One way for a very hungry population to share the severity of food scarcity with the outside world has been hashtag #NeverasVaciasEnVenezuela, which translates to "the Empty Fridges of Venezuela." Over the last few weeks, social media users across the country have been using the hashtag in concert with photos of themselves standing next to their empty refrigerators.

#NeverasVaciasEnVenezuela pic.twitter.com/nL3H57UEA3 — Myteks Media Labs (@myteks) May 22, 2016

The result is as sad as it is effective in communicating the desperation of a nation where one meal now costs as much as three did before inflation got out of control. According to Fusion, the online protests began after Reuters photographer Carlos Garcia Rawlins published a photo essay entitled "Venezuela's Empty Fridges" with striking imagery of food shortage and human misery.

#NeverasvaciasenVenezuela hasta cuándo tanta miseria… pic.twitter.com/jN2XEb1cJd

— Kenerly Escalante (@kaec86) May 22, 2016

By appropriating the title of Garcia Rawlins' work, Venezuelans have found a new voice that has allowed them to place blame squarely on the government, with captions like, "This is my pathetic fridge, a product of 21st century socialism" and "This is what my house's fridge looks like thanks to [President] Nicolas Maduro."

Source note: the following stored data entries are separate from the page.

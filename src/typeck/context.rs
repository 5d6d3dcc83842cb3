//! Compilation context
//!
//! One [`Context`] value owns every registry the passes share: the variable
//! table, struct registry, overload candidate lists, the operation table,
//! the per-node side tables for inferred types and generated values, and
//! the diagnostics sink. It is threaded explicitly through every pass; there
//! is no global mutable state, so independent compilations never interfere.

use crate::ast::NodeId;
use crate::diag::Diagnostics;
use crate::ir::{CmpOp, VReg};
use crate::typeck::Ty;
use std::collections::HashMap;

/// A variable table entry: declared type plus, once storage exists, the
/// register holding the variable's storage location.
#[derive(Debug, Clone)]
pub struct VarEntry {
    pub ty: Ty,
    pub slot: Option<VReg>,
}

/// A struct definition: ordered fields plus the extern flag that switches
/// between value semantics (C-compatible) and reference semantics.
#[derive(Debug, Clone)]
pub struct StructInfo {
    pub name: String,
    pub field_names: Vec<String>,
    pub field_types: Vec<Ty>,
    pub is_extern: bool,
}

impl StructInfo {
    pub fn field_index(&self, name: &str) -> Option<usize> {
        self.field_names.iter().position(|f| f == name)
    }

    /// Total byte size under the extern-struct ABI approximation: 1 byte for
    /// Char/Bool, 4 for Int/Float, 8 for anything pointer-shaped. Alignment
    /// and padding are ignored (known limitation).
    pub fn abi_byte_size(&self) -> usize {
        self.field_types
            .iter()
            .map(|ty| match ty {
                Ty::Char | Ty::Bool => 1,
                Ty::Int | Ty::Float => 4,
                _ => 8,
            })
            .sum()
    }
}

/// Arithmetic selector shared by `+ - * / %` and the compound forms
#[derive(Debug, Clone, Copy, PartialEq, Eq)]
pub enum ArithOp {
    Add,
    Sub,
    Mul,
    Div,
    Rem,
}

/// Compound (mutating) arithmetic forms
#[derive(Debug, Clone, Copy, PartialEq, Eq)]
pub enum CompoundOp {
    /// `++` (and its alias `eat`): unary, adds one
    Incr,
    /// `--` (and its alias `exercise`): unary, subtracts one
    Decr,
    /// `+=`: binary
    AddAssign,
    /// `-=`: binary
    SubAssign,
}

/// What an operation does. Code generation and type inference both dispatch
/// on this; `fun`/`extern` declarations insert the two function-shaped kinds
/// at compile time.
#[derive(Debug, Clone, PartialEq)]
pub enum OpKind {
    Arith(ArithOp),
    Compound(CompoundOp),
    Compare(CmpOp),
    LogicAnd,
    LogicOr,
    LogicNot,
    Def,
    Assign,
    /// `meow`: the print primitive
    Print,
    Return,
    /// `->S`
    ConvToStr,
    /// `->I`
    ConvToInt,
    ArrayLit,
    ArrayLen,
    ArrayGet,
    ArraySet,
    ArrayAppend,
    ArrayInsert,
    ArrayRemove,
    ArrayPopBack,
    /// A function declared with `fun`
    UserFn { func: String, ret: Ty },
    /// A foreign function declared with `extern`
    ExternFn { func: String, ret: Ty },
}

/// An entry in the operation table: the dispatch kind plus the
/// parameter-type signature used for overload matching (empty for
/// built-ins, which never participate as overload candidates).
#[derive(Debug, Clone, PartialEq)]
pub struct Op {
    pub kind: OpKind,
    pub params: Vec<Ty>,
}

impl Op {
    pub fn builtin(kind: OpKind) -> Self {
        Self {
            kind,
            params: Vec::new(),
        }
    }
}

/// The compilation context threaded through every pass
pub struct Context {
    /// Variable table: name -> (declared type, storage location)
    pub vars: HashMap<String, VarEntry>,
    /// Struct registry: name -> definition
    pub structs: HashMap<String, StructInfo>,
    /// Overload registry: operator name -> ordered candidate names
    pub overloads: HashMap<String, Vec<String>>,
    /// Operation table: built-ins plus user/extern functions
    pub ops: HashMap<String, Op>,
    /// Inferred types, memoized per node
    pub node_types: HashMap<NodeId, Ty>,
    /// Generated value handles per node
    pub node_values: HashMap<NodeId, VReg>,
    /// Collected diagnostics
    pub diags: Diagnostics,
}

impl Context {
    pub fn new() -> Self {
        Self {
            vars: HashMap::new(),
            structs: HashMap::new(),
            overloads: HashMap::new(),
            ops: builtin_ops(),
            node_types: HashMap::new(),
            node_values: HashMap::new(),
            diags: Diagnostics::new(),
        }
    }

    /// Is this logical type a registered struct?
    pub fn struct_of(&self, ty: &Ty) -> Option<&StructInfo> {
        match ty {
            Ty::Named(name) => self.structs.get(name),
            _ => None,
        }
    }

    pub fn is_extern_struct(&self, ty: &Ty) -> bool {
        self.struct_of(ty).is_some_and(|s| s.is_extern)
    }

    /// Pointer-shaped field types (Str or a registered struct) get re-wrapped
    /// in a fresh indirection cell on field access.
    pub fn is_pointer_field(&self, ty: &Ty) -> bool {
        matches!(ty, Ty::Str) || self.struct_of(ty).is_some()
    }
}

impl Default for Context {
    fn default() -> Self {
        Self::new()
    }
}

/// The built-in operation table, installed once per context
fn builtin_ops() -> HashMap<String, Op> {
    let mut ops = HashMap::new();
    let mut add = |name: &str, kind: OpKind| {
        ops.insert(name.to_string(), Op::builtin(kind));
    };

    // arithmetic
    add("+", OpKind::Arith(ArithOp::Add));
    add("-", OpKind::Arith(ArithOp::Sub));
    add("*", OpKind::Arith(ArithOp::Mul));
    add("/", OpKind::Arith(ArithOp::Div));
    add("%", OpKind::Arith(ArithOp::Rem));

    // mutating arithmetic
    add("++", OpKind::Compound(CompoundOp::Incr));
    add("eat", OpKind::Compound(CompoundOp::Incr));
    add("--", OpKind::Compound(CompoundOp::Decr));
    add("exercise", OpKind::Compound(CompoundOp::Decr));
    add("+=", OpKind::Compound(CompoundOp::AddAssign));
    add("-=", OpKind::Compound(CompoundOp::SubAssign));

    // comparison
    add("==", OpKind::Compare(CmpOp::Eq));
    add("!=", OpKind::Compare(CmpOp::Ne));
    add(">", OpKind::Compare(CmpOp::Sgt));
    add(">=", OpKind::Compare(CmpOp::Sge));
    add("<", OpKind::Compare(CmpOp::Slt));
    add("<=", OpKind::Compare(CmpOp::Sle));

    // logic
    add("!", OpKind::LogicNot);
    add("&&", OpKind::LogicAnd);
    add("||", OpKind::LogicOr);

    // declaration and reassignment
    add("def", OpKind::Def);
    add("=", OpKind::Assign);

    // output
    add("meow", OpKind::Print);

    add("return", OpKind::Return);

    // typecasts
    add("->S", OpKind::ConvToStr);
    add("->I", OpKind::ConvToInt);

    // arrays and strings
    add("array", OpKind::ArrayLit);
    add("len", OpKind::ArrayLen);
    add("get", OpKind::ArrayGet);
    add("set", OpKind::ArraySet);
    add("append", OpKind::ArrayAppend);
    add("insert", OpKind::ArrayInsert);
    add("remove", OpKind::ArrayRemove);
    add("pop_back", OpKind::ArrayPopBack);

    ops
}

#[cfg(test)]
mod tests {
    use super::*;

    #[test]
    fn test_builtins_installed() {
        let ctx = Context::new();
        for name in ["+", "==", "def", "=", "meow", "array", "append", "->S"] {
            assert!(ctx.ops.contains_key(name), "missing builtin `{}`", name);
        }
        assert_eq!(
            ctx.ops["exercise"].kind,
            OpKind::Compound(CompoundOp::Decr)
        );
    }

    #[test]
    fn test_abi_byte_size() {
        // (extern-struct Color [Char:r Char:g Char:b Char:a]) -> 4 bytes
        let color = StructInfo {
            name: "Color".to_string(),
            field_names: vec!["r".into(), "g".into(), "b".into(), "a".into()],
            field_types: vec![Ty::Char, Ty::Char, Ty::Char, Ty::Char],
            is_extern: true,
        };
        assert_eq!(color.abi_byte_size(), 4);

        let mixed = StructInfo {
            name: "Mixed".to_string(),
            field_names: vec!["a".into(), "b".into(), "s".into()],
            field_types: vec![Ty::Int, Ty::Bool, Ty::Str],
            is_extern: true,
        };
        assert_eq!(mixed.abi_byte_size(), 13);
    }

    #[test]
    fn test_field_index() {
        let person = StructInfo {
            name: "Person".to_string(),
            field_names: vec!["name".into(), "age".into()],
            field_types: vec![Ty::Str, Ty::Int],
            is_extern: false,
        };
        assert_eq!(person.field_index("age"), Some(1));
        assert_eq!(person.field_index("height"), None);
    }
}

Attacking government policy with hashtags and empty fridge pics has been dubbed "the opposite of food porn," but it is also far more than that. With the government clinging to power with emergency measures and printing currency into oblivion, Venezuelans are only getting angrier. And if history has shown us anything, it's that the shit hits the fan when bread gets too expensive.